1年前、父は別の病院で、「海馬が収縮してしまっているので、アルツハイマー中等度」という診断でした。でも、今回、MRI画像によると、海馬に強い萎縮が見られるが、アルツハイマーの特徴である頭頂位の萎縮はない、とのこと。ほかの症状から見て、「レビー小体型」だろうということになりました。
私の願いは、いろんな役員や幹事を一生懸命やり続けて、去年まで現役の薬剤師として働いていた父に、ゆっくり、のんびり、楽しく生活してほしい、ということ。精神科の先生も「それが一番大事、そのために夜間の泣き叫び、昼間の不穏の軽減を目指していきましょう」とおっしゃってくださいました。
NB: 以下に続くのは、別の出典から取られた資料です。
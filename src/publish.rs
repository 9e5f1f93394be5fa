// publish.rs - hand decoded readings to whoever consumes them

use std::io::Write;

use crate::*;

/// Consumer of accepted readings: sensors, MQTT, a log line, a test vector.
pub trait Publish {
    fn publish(&mut self, reading: &MeterReading);
}

/// Logs every reading as one JSON line at info level.
#[derive(Debug, Default)]
pub struct LogPublisher;

impl Publish for LogPublisher {
    fn publish(&mut self, reading: &MeterReading) {
        match serde_json::to_string(reading) {
            Ok(json) => info!("Reading: {}", json),
            Err(e) => error!("Reading: JSON encode failed: {}", e),
        }
    }
}

/// Writes JSON lines to any `io::Write`, e.g. stdout.
pub struct WriterPublisher<W: Write> {
    out: W,
}

impl<W: Write> WriterPublisher<W> {
    pub fn new(out: W) -> Self {
        Self { out }
    }

    pub fn into_inner(self) -> W {
        self.out
    }
}

impl<W: Write> Publish for WriterPublisher<W> {
    fn publish(&mut self, reading: &MeterReading) {
        let res = serde_json::to_writer(&mut self.out, reading)
            .map_err(std::io::Error::from)
            .and_then(|_| writeln!(self.out))
            .and_then(|_| self.out.flush());
        if let Err(e) = res {
            error!("Reading: write failed: {}", e);
        }
    }
}

impl Publish for Vec<MeterReading> {
    fn publish(&mut self, reading: &MeterReading) {
        self.push(reading.clone());
    }
}


// EOF
//! Override reconciliation: merging persisted per-occurrence edits into
//! the materialized instance sequence.
//!
//! For each template and eligible date the unified collection ends up
//! with exactly one occurrence: the persisted override row when one
//! exists for that `(template, date)` pair, the freshly synthesized
//! virtual instance otherwise.

use std::collections::HashMap;

use chrono::NaiveDate;

use crate::expand::expand_template;
use crate::ident::RecordId;
use crate::materialize::materialize;
use crate::models::{Task, TaskRow, TaskType};

/// Persisted rows split by shape.
#[derive(Debug, Default)]
pub struct Partition {
    pub templates: Vec<TaskRow>,
    pub plain: Vec<TaskRow>,
    pub overrides: Vec<TaskRow>,
}

/// An override row points at a template and is not itself a template.
/// `related` rows share the `parent_task_id` column but are plain tasks;
/// the type check keeps them out of override treatment.
pub fn is_override_row(row: &TaskRow) -> bool {
    row.parent_task_id.is_some() && !row.is_template && row.task_type != TaskType::Related
}

pub fn partition(rows: Vec<TaskRow>) -> Partition {
    let mut split = Partition::default();
    for row in rows {
        if row.is_template {
            split.templates.push(row);
        } else if is_override_row(&row) {
            split.overrides.push(row);
        } else {
            split.plain.push(row);
        }
    }
    split
}

/// Override rows keyed by `(parent_task_id, date)` for O(1) lookup during
/// reconciliation.
#[derive(Debug, Default)]
pub struct OverrideIndex {
    by_occurrence: HashMap<(RecordId, NaiveDate), TaskRow>,
}

impl OverrideIndex {
    pub fn build(overrides: Vec<TaskRow>) -> Self {
        let mut by_occurrence = HashMap::with_capacity(overrides.len());
        for row in overrides {
            let (Some(parent), Some(date)) = (row.parent_task_id, row.due_date) else {
                // An override without a date has no occurrence slot to
                // claim; it can never be surfaced.
                continue;
            };
            by_occurrence.insert((parent, date), row);
        }
        Self { by_occurrence }
    }

    pub fn get(&self, template: RecordId, date: NaiveDate) -> Option<&TaskRow> {
        self.by_occurrence.get(&(template, date))
    }

    pub fn len(&self) -> usize {
        self.by_occurrence.len()
    }

    pub fn is_empty(&self) -> bool {
        self.by_occurrence.is_empty()
    }
}

/// Expands and materializes one template, substituting the override row
/// wherever one exists for a candidate date.
pub fn reconcile_template(
    template: &TaskRow,
    dates: &[NaiveDate],
    overrides: &OverrideIndex,
) -> Vec<Task> {
    materialize(template, dates)
        .into_iter()
        .map(|instance| match instance.due_date {
            Some(date) => match overrides.get(template.id, date) {
                Some(row) => Task::from(row.clone()),
                None => instance,
            },
            None => instance,
        })
        .collect()
}

/// Builds the full unified collection from every persisted row of a user:
/// plain tasks and templates pass through; each template additionally
/// contributes its reconciled occurrence sequence.
pub fn unify(rows: Vec<TaskRow>) -> Vec<Task> {
    let Partition {
        templates,
        plain,
        overrides,
    } = partition(rows);
    let index = OverrideIndex::build(overrides);

    let mut tasks: Vec<Task> = plain.into_iter().map(Task::from).collect();
    for template in &templates {
        let dates = expand_template(template);
        tasks.extend(reconcile_template(template, &dates, &index));
    }
    tasks.extend(templates.into_iter().map(Task::from));
    tasks
}

/// Bounded variant for range queries. Templates still expand over their
/// own full range and reconcile first; only then are occurrences outside
/// `[start, end]` discarded. Filtering before reconciliation could let a
/// stray override leak through at the wrong date.
pub fn unify_bounded(rows: Vec<TaskRow>, start: NaiveDate, end: NaiveDate) -> Vec<Task> {
    let Partition {
        templates,
        plain,
        overrides,
    } = partition(rows);
    let index = OverrideIndex::build(overrides);

    let mut tasks: Vec<Task> = plain.into_iter().map(Task::from).collect();
    for template in &templates {
        let dates = expand_template(template);
        let mut occurrences = reconcile_template(template, &dates, &index);
        occurrences.retain(|task| {
            task.due_date
                .is_some_and(|date| date >= start && date <= end)
        });
        tasks.extend(occurrences);
    }
    tasks.extend(templates.into_iter().map(Task::from));
    tasks
}
//! Typed task identity.
//!
//! Persisted rows carry a [`RecordId`] (a UUID that is a stable foreign
//! key). Virtual instances are never persisted; they are addressed by an
//! [`InstanceRef`], which renders as the synthetic `"{uuid}_{YYYY-MM-DD}"`
//! form and is recomputed on every materialization. Keeping the two apart
//! at the type level stops a synthetic id from ever being stored or used
//! as a foreign key.

use std::fmt;
use std::str::FromStr;

use chrono::NaiveDate;
use serde::{Deserialize, Serialize};
use thiserror::Error;
use uuid::Uuid;

/// Canonical local-calendar date format used everywhere a date becomes a
/// string: synthetic ids, `completed_dates`, `excluded_dates`.
pub const DATE_KEY_FORMAT: &str = "%Y-%m-%d";

/// Primary key of a persisted task row.
#[derive(
    Debug, Clone, Copy, PartialEq, Eq, PartialOrd, Ord, Hash, Serialize, Deserialize, sqlx::Type,
)]
#[sqlx(transparent)]
#[serde(transparent)]
pub struct RecordId(Uuid);

impl RecordId {
    /// Generates a fresh id. UUIDv7 keeps ids time-ordered.
    pub fn generate() -> Self {
        Self(Uuid::now_v7())
    }

    pub fn from_uuid(id: Uuid) -> Self {
        Self(id)
    }

    pub fn as_uuid(&self) -> Uuid {
        self.0
    }
}

impl fmt::Display for RecordId {
    fn fmt(&self, f: &mut fmt::Formatter<'_>) -> fmt::Result {
        self.0.fmt(f)
    }
}

/// Identity of a virtual occurrence: the owning template plus the
/// occurrence date. Never persisted.
#[derive(Debug, Clone, Copy, PartialEq, Eq, PartialOrd, Ord, Hash)]
pub struct InstanceRef {
    pub template_id: RecordId,
    pub date: NaiveDate,
}

impl InstanceRef {
    pub fn new(template_id: RecordId, date: NaiveDate) -> Self {
        Self { template_id, date }
    }
}

impl fmt::Display for InstanceRef {
    fn fmt(&self, f: &mut fmt::Formatter<'_>) -> fmt::Result {
        write!(f, "{}_{}", self.template_id, self.date.format(DATE_KEY_FORMAT))
    }
}

/// Identity of any task in the unified in-memory collection.
#[derive(Debug, Clone, Copy, PartialEq, Eq, PartialOrd, Ord, Hash)]
pub enum TaskId {
    Record(RecordId),
    Instance(InstanceRef),
}

impl TaskId {
    /// The persisted id, if this task has one.
    pub fn record(&self) -> Option<RecordId> {
        match self {
            TaskId::Record(id) => Some(*id),
            TaskId::Instance(_) => None,
        }
    }

    pub fn is_virtual(&self) -> bool {
        matches!(self, TaskId::Instance(_))
    }
}

impl From<RecordId> for TaskId {
    fn from(id: RecordId) -> Self {
        TaskId::Record(id)
    }
}

impl From<InstanceRef> for TaskId {
    fn from(instance: InstanceRef) -> Self {
        TaskId::Instance(instance)
    }
}

impl fmt::Display for TaskId {
    fn fmt(&self, f: &mut fmt::Formatter<'_>) -> fmt::Result {
        match self {
            TaskId::Record(id) => id.fmt(f),
            TaskId::Instance(instance) => instance.fmt(f),
        }
    }
}

#[derive(Error, Debug, PartialEq)]
#[error("Invalid task id: {0}")]
pub struct ParseTaskIdError(String);

impl FromStr for TaskId {
    type Err = ParseTaskIdError;

    /// Parses either a plain UUID (persisted id) or the synthetic
    /// `"{uuid}_{YYYY-MM-DD}"` instance form. Anything else, including a
    /// synthetic-looking id with a bad UUID or date part, is rejected.
    fn from_str(s: &str) -> Result<Self, Self::Err> {
        if let Ok(id) = Uuid::parse_str(s) {
            return Ok(TaskId::Record(RecordId(id)));
        }
        let (head, tail) = s
            .split_once('_')
            .ok_or_else(|| ParseTaskIdError(s.to_string()))?;
        let template = Uuid::parse_str(head).map_err(|_| ParseTaskIdError(s.to_string()))?;
        let date = NaiveDate::parse_from_str(tail, DATE_KEY_FORMAT)
            .map_err(|_| ParseTaskIdError(s.to_string()))?;
        Ok(TaskId::Instance(InstanceRef {
            template_id: RecordId(template),
            date,
        }))
    }
}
短期記憶がなくなることなんて、問題ない。食事の後のフルーツが大好きで、食べた後に、「食後のフルーツはあるのかな?」と聞いてきても、「もう今日は食べたよー」と言うと、「そうか、そうか」と納得してくれます。そして、不思議なことに、私が帰省している、ということはちゃんと覚えていてくれています。真夜中に錯乱状態になっている時でも、「ごめんね、くろうたどりちゃんを起こしてしまったなあ」と、私を認識して、謝りながら、おいおい泣いています。そして、錯乱している時は母を責めるのに、普段は、「お母さんは元気かな」と、帰宅するとまず聞きます。家族に関する記憶のためのメモリだけは、まだ残ってくれているのは確か。
今朝も「ない、ない、アルバムがない」と泣いていたので、「大丈夫、明るくなったら一緒に探そう」と声を掛けると、納得して、静かになってくれました。そして週3回のデイサービスに、スムーズに出かけてくれました。
ただ、分かっているのは、今のひとまず平穏な状態がずっと続くことは絶対にない、ということ。まず、来年2月に故郷で行われる小学校の同窓会に行きたがっていて、私が付きそうわけにはいかないので、どうしたものかと悩ましい。さらに、今年の2月に大荒れに荒れた確定申告の時期が再びやってきます。このときは、確定申告をしなくては、とあせるあまり、何度も税務署に自転車で行って、迷子になって、ついにおまわりさんに自転車を車に乗せて、送ってもらったのでした。
ずっと2人を介護してくれている妹のことも心配だし、次から次へと問題が生じるのが介護の大変さだとつくづく思います。一つひとつ、解決して、進んでいくしかないのだけれど。とりあえず、今、できることに感謝して。